» THE TASK
Below are records; copy every line among them that contains the word "SimpleContext".

==== MATERIALS PROVIDED

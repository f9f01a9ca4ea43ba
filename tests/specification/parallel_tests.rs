//! Tests for exploring configurations on per-worker copies

use choicespec_rs::expression::SimpleContext;
use choicespec_rs::{Configuration, SearchConfig};

use crate::test_helpers::{config, Fixtures};

#[test]
fn test_parallel_evaluation_of_every_configuration() {
    let fixtures = Fixtures::new();
    let root = fixtures.complex_expression.clone();
    let spec = fixtures.with_root(root);

    let configurations = spec.all_configurations(&SearchConfig::default()).unwrap();
    let context = SimpleContext::new();
    let values = spec
        .par_map_configurations(&configurations, |copy, configuration| {
            assert_eq!(&copy.current_configuration(), configuration);
            copy.evaluate(&context).unwrap()
        })
        .unwrap();

    // catalog_4 in {1, 2, 3} plus catalog_5 in {4, 5, 6}
    assert_eq!(values, vec![5.0, 6.0, 7.0, 6.0, 7.0, 8.0, 7.0, 8.0, 9.0]);
}

#[test]
fn test_parallel_copies_are_independent() {
    let fixtures = Fixtures::new();
    let catalog_40 = fixtures.catalog_40;
    let root = fixtures.synchronized_expression.clone();
    let spec = fixtures.with_root(root);

    let targets = vec![
        config(&[("catalog_40", "c60"), ("catalog_60", "three")]),
        config(&[("catalog_40", "one")]),
        config(&[("catalog_40", "c60"), ("catalog_60", "two")]),
    ];
    let labels: Vec<Configuration> = spec
        .par_map_configurations(&targets, |copy, _| copy.current_configuration())
        .unwrap();
    assert_eq!(labels, targets);

    // The caller's pointers never moved
    assert_eq!(spec.current_index(catalog_40).unwrap(), 0);
}

#[test]
fn test_parallel_reports_invalid_configuration() {
    let spec = Fixtures::new().first_plus_second();
    let targets = vec![
        config(&[("catalog_1", "g1_first")]),
        config(&[("catalog_9", "anything")]),
    ];
    assert!(spec
        .par_map_configurations(&targets, |copy, _| copy.current_configuration())
        .is_err());
}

========

» ANSWER SECTION
use choicespec_rs::expression::SimpleContext;
    let context = SimpleContext::new();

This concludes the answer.